== Recorded information ==
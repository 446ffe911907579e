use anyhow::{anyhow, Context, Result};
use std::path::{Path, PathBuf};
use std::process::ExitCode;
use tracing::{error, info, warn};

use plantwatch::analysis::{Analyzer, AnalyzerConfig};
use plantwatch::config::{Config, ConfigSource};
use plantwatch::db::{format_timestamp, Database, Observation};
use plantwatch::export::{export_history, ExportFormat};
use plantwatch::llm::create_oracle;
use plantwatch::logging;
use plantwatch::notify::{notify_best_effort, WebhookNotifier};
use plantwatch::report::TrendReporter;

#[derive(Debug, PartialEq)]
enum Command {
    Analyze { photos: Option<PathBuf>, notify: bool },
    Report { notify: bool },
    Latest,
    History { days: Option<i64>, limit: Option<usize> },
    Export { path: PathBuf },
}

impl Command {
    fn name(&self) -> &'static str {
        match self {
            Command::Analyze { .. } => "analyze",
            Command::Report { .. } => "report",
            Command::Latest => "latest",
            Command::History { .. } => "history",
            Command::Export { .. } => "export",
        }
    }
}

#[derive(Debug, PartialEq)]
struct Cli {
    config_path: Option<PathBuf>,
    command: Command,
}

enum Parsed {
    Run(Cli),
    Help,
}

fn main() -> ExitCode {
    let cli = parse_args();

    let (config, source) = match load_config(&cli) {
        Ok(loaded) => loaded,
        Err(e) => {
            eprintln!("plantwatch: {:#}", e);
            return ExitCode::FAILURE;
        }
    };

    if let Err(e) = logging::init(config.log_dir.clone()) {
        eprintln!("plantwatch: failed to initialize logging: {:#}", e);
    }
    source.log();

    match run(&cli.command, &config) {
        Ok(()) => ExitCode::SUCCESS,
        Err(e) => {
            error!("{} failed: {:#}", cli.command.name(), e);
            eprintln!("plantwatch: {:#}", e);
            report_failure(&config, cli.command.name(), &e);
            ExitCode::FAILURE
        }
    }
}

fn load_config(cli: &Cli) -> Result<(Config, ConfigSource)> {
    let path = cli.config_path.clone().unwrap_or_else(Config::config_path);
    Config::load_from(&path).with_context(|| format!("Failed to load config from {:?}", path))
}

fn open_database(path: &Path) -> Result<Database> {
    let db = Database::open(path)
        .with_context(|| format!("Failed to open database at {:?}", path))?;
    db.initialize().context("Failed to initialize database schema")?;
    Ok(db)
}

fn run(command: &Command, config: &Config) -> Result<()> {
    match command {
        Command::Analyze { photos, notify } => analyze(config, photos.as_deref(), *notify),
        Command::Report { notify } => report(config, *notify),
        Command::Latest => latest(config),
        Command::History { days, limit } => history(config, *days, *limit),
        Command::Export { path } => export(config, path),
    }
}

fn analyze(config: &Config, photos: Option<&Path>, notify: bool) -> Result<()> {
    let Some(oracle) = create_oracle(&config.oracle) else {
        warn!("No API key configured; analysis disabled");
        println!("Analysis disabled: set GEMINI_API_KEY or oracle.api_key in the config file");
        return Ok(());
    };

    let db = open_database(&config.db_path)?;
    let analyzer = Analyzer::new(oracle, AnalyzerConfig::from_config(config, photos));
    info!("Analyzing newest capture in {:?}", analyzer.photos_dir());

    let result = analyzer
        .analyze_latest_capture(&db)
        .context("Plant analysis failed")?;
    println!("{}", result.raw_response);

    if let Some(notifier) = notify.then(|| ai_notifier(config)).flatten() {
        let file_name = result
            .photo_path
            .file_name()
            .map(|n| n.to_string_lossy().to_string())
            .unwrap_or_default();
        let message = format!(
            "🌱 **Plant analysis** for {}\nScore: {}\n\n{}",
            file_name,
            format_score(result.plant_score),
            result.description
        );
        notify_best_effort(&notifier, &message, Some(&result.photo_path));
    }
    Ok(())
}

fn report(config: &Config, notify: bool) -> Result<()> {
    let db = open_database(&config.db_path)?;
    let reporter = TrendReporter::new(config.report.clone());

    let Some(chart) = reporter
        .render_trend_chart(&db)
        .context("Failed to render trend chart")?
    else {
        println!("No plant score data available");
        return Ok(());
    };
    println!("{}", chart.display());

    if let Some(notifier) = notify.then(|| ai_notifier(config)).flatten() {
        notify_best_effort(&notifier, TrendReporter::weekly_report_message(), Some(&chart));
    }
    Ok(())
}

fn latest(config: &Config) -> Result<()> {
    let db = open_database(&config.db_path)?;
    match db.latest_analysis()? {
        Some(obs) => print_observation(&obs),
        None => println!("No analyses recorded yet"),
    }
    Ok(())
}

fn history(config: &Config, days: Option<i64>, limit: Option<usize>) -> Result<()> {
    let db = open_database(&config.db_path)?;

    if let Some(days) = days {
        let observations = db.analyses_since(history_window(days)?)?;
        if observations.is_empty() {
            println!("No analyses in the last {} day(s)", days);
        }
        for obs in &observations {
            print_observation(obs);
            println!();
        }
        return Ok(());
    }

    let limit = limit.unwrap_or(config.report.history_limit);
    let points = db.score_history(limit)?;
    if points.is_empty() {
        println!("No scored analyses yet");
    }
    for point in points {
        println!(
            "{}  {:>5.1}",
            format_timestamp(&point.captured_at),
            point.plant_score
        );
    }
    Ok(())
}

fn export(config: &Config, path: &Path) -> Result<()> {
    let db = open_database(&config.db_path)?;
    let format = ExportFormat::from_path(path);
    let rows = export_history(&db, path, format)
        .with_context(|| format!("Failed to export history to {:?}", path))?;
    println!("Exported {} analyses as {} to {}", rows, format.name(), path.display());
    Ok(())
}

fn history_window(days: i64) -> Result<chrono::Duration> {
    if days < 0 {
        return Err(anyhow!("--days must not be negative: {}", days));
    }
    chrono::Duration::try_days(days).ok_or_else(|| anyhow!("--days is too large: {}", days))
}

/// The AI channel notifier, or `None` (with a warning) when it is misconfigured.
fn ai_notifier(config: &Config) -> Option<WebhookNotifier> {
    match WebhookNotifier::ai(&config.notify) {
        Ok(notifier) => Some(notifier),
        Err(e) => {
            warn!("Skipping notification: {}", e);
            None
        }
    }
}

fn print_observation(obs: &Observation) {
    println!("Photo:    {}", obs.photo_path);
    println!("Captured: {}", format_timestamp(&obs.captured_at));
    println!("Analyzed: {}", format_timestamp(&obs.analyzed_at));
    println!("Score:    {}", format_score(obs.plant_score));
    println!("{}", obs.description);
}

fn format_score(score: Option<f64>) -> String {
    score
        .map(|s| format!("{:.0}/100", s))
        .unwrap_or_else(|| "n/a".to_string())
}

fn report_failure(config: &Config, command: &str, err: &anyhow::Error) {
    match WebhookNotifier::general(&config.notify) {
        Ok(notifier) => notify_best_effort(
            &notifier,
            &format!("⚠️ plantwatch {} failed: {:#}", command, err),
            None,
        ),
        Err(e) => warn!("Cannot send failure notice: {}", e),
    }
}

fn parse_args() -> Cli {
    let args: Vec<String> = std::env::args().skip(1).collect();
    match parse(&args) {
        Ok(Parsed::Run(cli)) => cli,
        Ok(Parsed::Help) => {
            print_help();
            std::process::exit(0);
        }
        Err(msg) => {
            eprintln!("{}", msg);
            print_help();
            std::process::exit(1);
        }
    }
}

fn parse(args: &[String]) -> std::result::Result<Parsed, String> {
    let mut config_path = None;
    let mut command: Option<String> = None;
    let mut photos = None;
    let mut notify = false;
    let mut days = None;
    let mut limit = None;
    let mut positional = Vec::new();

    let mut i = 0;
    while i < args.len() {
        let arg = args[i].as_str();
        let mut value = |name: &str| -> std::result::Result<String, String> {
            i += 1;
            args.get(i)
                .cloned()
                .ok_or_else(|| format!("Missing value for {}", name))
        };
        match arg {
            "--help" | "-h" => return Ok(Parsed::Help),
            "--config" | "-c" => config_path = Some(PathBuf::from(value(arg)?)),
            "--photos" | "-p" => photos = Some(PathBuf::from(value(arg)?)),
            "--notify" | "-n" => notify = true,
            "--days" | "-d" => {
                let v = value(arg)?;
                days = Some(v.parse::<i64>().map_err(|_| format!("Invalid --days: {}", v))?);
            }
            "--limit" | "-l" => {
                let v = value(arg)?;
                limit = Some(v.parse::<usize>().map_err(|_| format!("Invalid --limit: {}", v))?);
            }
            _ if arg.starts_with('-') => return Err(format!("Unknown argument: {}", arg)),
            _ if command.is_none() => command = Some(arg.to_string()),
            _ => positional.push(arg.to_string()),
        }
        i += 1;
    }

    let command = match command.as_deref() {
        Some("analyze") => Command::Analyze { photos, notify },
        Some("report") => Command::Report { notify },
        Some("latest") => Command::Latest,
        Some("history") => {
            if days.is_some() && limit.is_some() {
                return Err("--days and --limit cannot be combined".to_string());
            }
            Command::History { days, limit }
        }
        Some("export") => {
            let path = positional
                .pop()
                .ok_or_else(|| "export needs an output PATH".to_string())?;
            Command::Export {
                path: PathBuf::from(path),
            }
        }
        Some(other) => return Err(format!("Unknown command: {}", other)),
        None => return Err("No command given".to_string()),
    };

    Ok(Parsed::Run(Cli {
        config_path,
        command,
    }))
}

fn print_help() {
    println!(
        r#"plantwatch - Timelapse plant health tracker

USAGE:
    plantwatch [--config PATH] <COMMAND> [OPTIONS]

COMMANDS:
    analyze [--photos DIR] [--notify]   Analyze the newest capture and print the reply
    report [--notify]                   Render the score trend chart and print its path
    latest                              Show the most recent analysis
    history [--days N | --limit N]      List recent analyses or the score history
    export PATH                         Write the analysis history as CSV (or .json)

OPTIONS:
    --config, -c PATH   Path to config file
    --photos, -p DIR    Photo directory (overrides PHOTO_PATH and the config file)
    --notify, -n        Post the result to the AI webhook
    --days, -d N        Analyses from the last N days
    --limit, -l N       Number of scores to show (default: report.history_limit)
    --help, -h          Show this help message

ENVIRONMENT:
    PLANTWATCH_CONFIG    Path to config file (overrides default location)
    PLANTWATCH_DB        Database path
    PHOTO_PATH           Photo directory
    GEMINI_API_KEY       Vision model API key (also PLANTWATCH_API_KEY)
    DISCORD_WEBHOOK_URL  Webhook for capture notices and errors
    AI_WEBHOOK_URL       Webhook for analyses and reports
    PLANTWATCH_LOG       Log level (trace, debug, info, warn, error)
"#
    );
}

== Your task ==
All lines above with "anyhow" in them should be returned.

== Task result ==
use anyhow::{anyhow, Context, Result};
        return Err(anyhow!("--days must not be negative: {}", days));
    chrono::Duration::try_days(days).ok_or_else(|| anyhow!("--days is too large: {}", days))
fn report_failure(config: &Config, command: &str, err: &anyhow::Error) {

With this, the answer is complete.